Several large ships have also disappeared in the Bermuda Triangle in the past, and these disappearances have raised a lot more dust. One of these large cargo ships was the USS Cyclops. Fully loaded with 11,000 tonnes of manganese ore and with a captain and 308 people on board, it left the port of Barbados in early March 1918, never arriving in Baltimore, where it was bound for. After leaving Barbados with only one engine running, all trace of her was lost, and she sailed during the days when a violent storm was brewing in the Bermuda Triangle. No remains ever surfaced, and Cyclops’ wreckage was never even found on the seabed.
As sonar mapping of the seabed around Bermuda has shown, the archipelago was formed in geological prehistory by very active volcanoes in the area. This has also resulted in deep underwater canyons whose walls, hundreds of metres high, can trigger the sudden formation of huge waves measuring ten to twenty metres in height during major storms, which have been reported by seafarers since time immemorial. Did one of these waves sink Cyclops?
Quite possible. Simulations have shown that a wave fifteen metres high would easily have capsized a relatively unstable ship like the Cyclops, which was also weighed down by a heavy load of manganese ore.
In the area where the ship disappeared, oceanographers have also discovered that the seabed is covered with a strange white substance that looks like wax. It was not wax, of course, but methane hydrate, which is formed from the organic remains of dead animals and plants. It is often deposited in layers on the seabed or compressed in pockets on the bottom.
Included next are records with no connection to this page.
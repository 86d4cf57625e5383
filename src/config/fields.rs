//! Field table for the design parameter bundle.
//!
//! One row per field: name, human description, absolute bounds and unit. The
//! validator, `--show-params` and the documented template all read from this
//! table, so bounds live in exactly one place.

use serde::Serialize;

/// Parameter groups, in display order.
#[derive(Debug, Clone, Copy, PartialEq, Eq, Serialize)]
#[serde(rename_all = "snake_case")]
pub enum FieldCategory {
    PrimerSize,
    MeltingTemperature,
    GcContent,
    SecondaryStructure,
    Concentrations,
    Product,
}

impl FieldCategory {
    pub const ALL: [FieldCategory; 6] = [
        FieldCategory::PrimerSize,
        FieldCategory::MeltingTemperature,
        FieldCategory::GcContent,
        FieldCategory::SecondaryStructure,
        FieldCategory::Concentrations,
        FieldCategory::Product,
    ];

    pub fn title(self) -> &'static str {
        match self {
            FieldCategory::PrimerSize => "Primer size",
            FieldCategory::MeltingTemperature => "Melting temperature",
            FieldCategory::GcContent => "GC content",
            FieldCategory::SecondaryStructure => "Secondary structure",
            FieldCategory::Concentrations => "Salt and concentrations",
            FieldCategory::Product => "PCR product",
        }
    }
}

#[derive(Debug, Clone, Copy, PartialEq, Serialize)]
pub struct FieldSpec {
    pub name: &'static str,
    pub description: &'static str,
    pub category: FieldCategory,
    pub min: f64,
    /// `None` means unbounded above.
    pub max: Option<f64>,
    pub unit: &'static str,
}

impl FieldSpec {
    pub fn contains(&self, value: f64) -> bool {
        value.is_finite() && value >= self.min && self.max.is_none_or(|max| value <= max)
    }

    /// "15-35" style range label.
    pub fn range_label(&self) -> String {
        match self.max {
            Some(max) => format!("{}-{}", self.min, max),
            None => format!(">= {}", self.min),
        }
    }
}

pub const PRODUCT_SIZE_FLOOR: u32 = 50;

pub const FIELD_SPECS: &[FieldSpec] = &[
    FieldSpec {
        name: "primer_opt_size",
        description: "Optimal primer length",
        category: FieldCategory::PrimerSize,
        min: 15.0,
        max: Some(35.0),
        unit: "bp",
    },
    FieldSpec {
        name: "primer_min_size",
        description: "Minimum primer length",
        category: FieldCategory::PrimerSize,
        min: 15.0,
        max: Some(35.0),
        unit: "bp",
    },
    FieldSpec {
        name: "primer_max_size",
        description: "Maximum primer length",
        category: FieldCategory::PrimerSize,
        min: 15.0,
        max: Some(35.0),
        unit: "bp",
    },
    FieldSpec {
        name: "primer_opt_tm",
        description: "Optimal primer Tm",
        category: FieldCategory::MeltingTemperature,
        min: 50.0,
        max: Some(70.0),
        unit: "°C",
    },
    FieldSpec {
        name: "primer_min_tm",
        description: "Minimum primer Tm",
        category: FieldCategory::MeltingTemperature,
        min: 50.0,
        max: Some(70.0),
        unit: "°C",
    },
    FieldSpec {
        name: "primer_max_tm",
        description: "Maximum primer Tm",
        category: FieldCategory::MeltingTemperature,
        min: 50.0,
        max: Some(70.0),
        unit: "°C",
    },
    FieldSpec {
        name: "primer_opt_gc_percent",
        description: "Optimal GC content (optional)",
        category: FieldCategory::GcContent,
        min: 20.0,
        max: Some(80.0),
        unit: "%",
    },
    FieldSpec {
        name: "primer_min_gc",
        description: "Minimum GC content",
        category: FieldCategory::GcContent,
        min: 20.0,
        max: Some(80.0),
        unit: "%",
    },
    FieldSpec {
        name: "primer_max_gc",
        description: "Maximum GC content",
        category: FieldCategory::GcContent,
        min: 20.0,
        max: Some(80.0),
        unit: "%",
    },
    FieldSpec {
        name: "primer_max_poly_x",
        description: "Maximum mononucleotide repeat length",
        category: FieldCategory::SecondaryStructure,
        min: 3.0,
        max: Some(6.0),
        unit: "bases",
    },
    FieldSpec {
        name: "primer_max_self_any",
        description: "Maximum self-complementarity",
        category: FieldCategory::SecondaryStructure,
        min: 0.0,
        max: Some(12.0),
        unit: "score",
    },
    FieldSpec {
        name: "primer_max_self_end",
        description: "Maximum 3' self-complementarity",
        category: FieldCategory::SecondaryStructure,
        min: 0.0,
        max: Some(8.0),
        unit: "score",
    },
    FieldSpec {
        name: "primer_salt_monovalent",
        description: "Monovalent salt concentration",
        category: FieldCategory::Concentrations,
        min: 0.0,
        max: Some(1000.0),
        unit: "mM",
    },
    FieldSpec {
        name: "primer_salt_divalent",
        description: "Divalent salt concentration",
        category: FieldCategory::Concentrations,
        min: 0.0,
        max: Some(10.0),
        unit: "mM",
    },
    FieldSpec {
        name: "primer_dntp_conc",
        description: "dNTP concentration",
        category: FieldCategory::Concentrations,
        min: 0.0,
        max: Some(10.0),
        unit: "mM",
    },
    FieldSpec {
        name: "primer_dna_conc",
        description: "Primer concentration",
        category: FieldCategory::Concentrations,
        min: 0.0,
        max: Some(1000.0),
        unit: "nM",
    },
    FieldSpec {
        name: "product_size_range",
        description: "PCR product size range [min, max]",
        category: FieldCategory::Product,
        min: PRODUCT_SIZE_FLOOR as f64,
        max: None,
        unit: "bp",
    },
];

/// Look up a field by name.
pub fn field_spec(name: &str) -> Option<&'static FieldSpec> {
    FIELD_SPECS.iter().find(|f| f.name == name)
}
//! Engine-native parameter names.
//!
//! The design engine speaks in `PRIMER_*` keys. `NativeParams` is the
//! translation of a validated `ConfigBundle` into that vocabulary, plus the
//! task keys the pipeline always sets.

use std::collections::BTreeMap;
use std::fmt;

use crate::config::ConfigBundle;
use crate::error::EngineError;

/// Maximum Tm difference allowed between the two primers of a pair.
pub const PAIR_MAX_DIFF_TM: f64 = 5.0;

#[derive(Debug, Clone, Copy, PartialEq)]
pub enum ParamValue {
    Int(u32),
    Float(f64),
    Range(u32, u32),
}

impl fmt::Display for ParamValue {
    fn fmt(&self, f: &mut fmt::Formatter<'_>) -> fmt::Result {
        match self {
            ParamValue::Int(v) => write!(f, "{v}"),
            ParamValue::Float(v) => write!(f, "{v}"),
            ParamValue::Range(lo, hi) => write!(f, "{lo}-{hi}"),
        }
    }
}

#[derive(Debug, Clone, PartialEq, Default)]
pub struct NativeParams {
    values: BTreeMap<&'static str, ParamValue>,
}

impl NativeParams {
    pub fn from_config(config: &ConfigBundle) -> Self {
        use ParamValue::*;

        let mut values = BTreeMap::new();
        values.insert("PRIMER_OPT_SIZE", Int(config.primer_opt_size));
        values.insert("PRIMER_MIN_SIZE", Int(config.primer_min_size));
        values.insert("PRIMER_MAX_SIZE", Int(config.primer_max_size));
        values.insert("PRIMER_OPT_TM", Float(config.primer_opt_tm));
        values.insert("PRIMER_MIN_TM", Float(config.primer_min_tm));
        values.insert("PRIMER_MAX_TM", Float(config.primer_max_tm));
        if let Some(gc) = config.primer_opt_gc_percent {
            values.insert("PRIMER_OPT_GC_PERCENT", Float(gc));
        }
        values.insert("PRIMER_MIN_GC", Float(config.primer_min_gc));
        values.insert("PRIMER_MAX_GC", Float(config.primer_max_gc));
        values.insert("PRIMER_MAX_POLY_X", Int(config.primer_max_poly_x));
        values.insert("PRIMER_MAX_SELF_ANY", Float(config.primer_max_self_any));
        values.insert("PRIMER_MAX_SELF_END", Float(config.primer_max_self_end));
        values.insert("PRIMER_SALT_MONOVALENT", Float(config.primer_salt_monovalent));
        values.insert("PRIMER_SALT_DIVALENT", Float(config.primer_salt_divalent));
        values.insert("PRIMER_DNTP_CONC", Float(config.primer_dntp_conc));
        values.insert("PRIMER_DNA_CONC", Float(config.primer_dna_conc));
        values.insert(
            "PRIMER_PRODUCT_SIZE_RANGE",
            Range(config.product_size_range.min, config.product_size_range.max),
        );
        values.insert("PRIMER_PAIR_MAX_DIFF_TM", Float(PAIR_MAX_DIFF_TM));

        Self { values }
    }

    pub fn get(&self, name: &str) -> Option<ParamValue> {
        self.values.get(name).copied()
    }

    pub fn set(&mut self, name: &'static str, value: ParamValue) {
        self.values.insert(name, value);
    }

    pub fn remove(&mut self, name: &str) -> Option<ParamValue> {
        self.values.remove(name)
    }

    pub fn iter(&self) -> impl Iterator<Item = (&'static str, ParamValue)> + '_ {
        self.values.iter().map(|(k, v)| (*k, *v))
    }

    pub fn int(&self, name: &'static str) -> Result<u32, EngineError> {
        match self.get(name) {
            Some(ParamValue::Int(v)) => Ok(v),
            _ => Err(EngineError::MissingParam(name)),
        }
    }

    /// Integers are accepted where a float is expected.
    pub fn float(&self, name: &'static str) -> Result<f64, EngineError> {
        match self.get(name) {
            Some(ParamValue::Float(v)) => Ok(v),
            Some(ParamValue::Int(v)) => Ok(v.into()),
            _ => Err(EngineError::MissingParam(name)),
        }
    }

    pub fn optional_float(&self, name: &'static str) -> Option<f64> {
        self.float(name).ok()
    }

    pub fn range(&self, name: &'static str) -> Result<(u32, u32), EngineError> {
        match self.get(name) {
            Some(ParamValue::Range(lo, hi)) => Ok((lo, hi)),
            _ => Err(EngineError::MissingParam(name)),
        }
    }
}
In 1981, a ship in the South China Sea used a drilling rig to penetrate one of these pockets. Methane hydrate, which began to leak out rapidly in the form of gas bubbles, diluted the density of the water so much that the ship began to list dangerously to one side or the other on the surface, before quickly capsizing and sinking.
Any major change in the seabed, such as an underwater landslide, could puncture one of these pockets of methane hydrate. This is another explanation for Cyclops’ disappearance. It is calculated that the Cyclops probably sank somewhere off the north-west coast of Puerto Rico. As this is an area of the deep Puerto Rico Trench, the bottom of which lies more than eight kilometres below the surface, it is unlikely that the wreck of the Cyclops will be found any time in the near future.
The Puerto Rico Trench is the deepest trench in the Atlantic Ocean, where the North American tectonic plate burrows beneath the Caribbean plate. If an earthquake of magnitude nine on the Richter scale or greater were to strike the area, there is a high probability that a tsunami similar to the one that struck the Asian and East African coasts in December 2004 as a result of an earthquake in a similar tectonic trench near Sumatra, Indonesia, would strike both the east coast of the USA and the Atlantic coasts of western Europe. The tsunami could be fatal for towns on the east coast of the USA where nuclear power plants are located, and could be generated by a weaker earthquake that could trigger underwater landslides.
Ellen Austin and the disappearance of sailors
Vincent Gadys was the first to mention the occasional strange disappearances along the otherwise busy shipping lanes that run through the Bermuda Triangle, in his 1964 article in Argosy magazine. Soon afterwards, in keeping with the spirit of the times, a number of explanations appeared in the USA, not least those attributing the disappearances to supposed visitors from outer space. This was to be expected, given the fact that testimonies of sightings of unidentified flying objects also proliferated at the same time.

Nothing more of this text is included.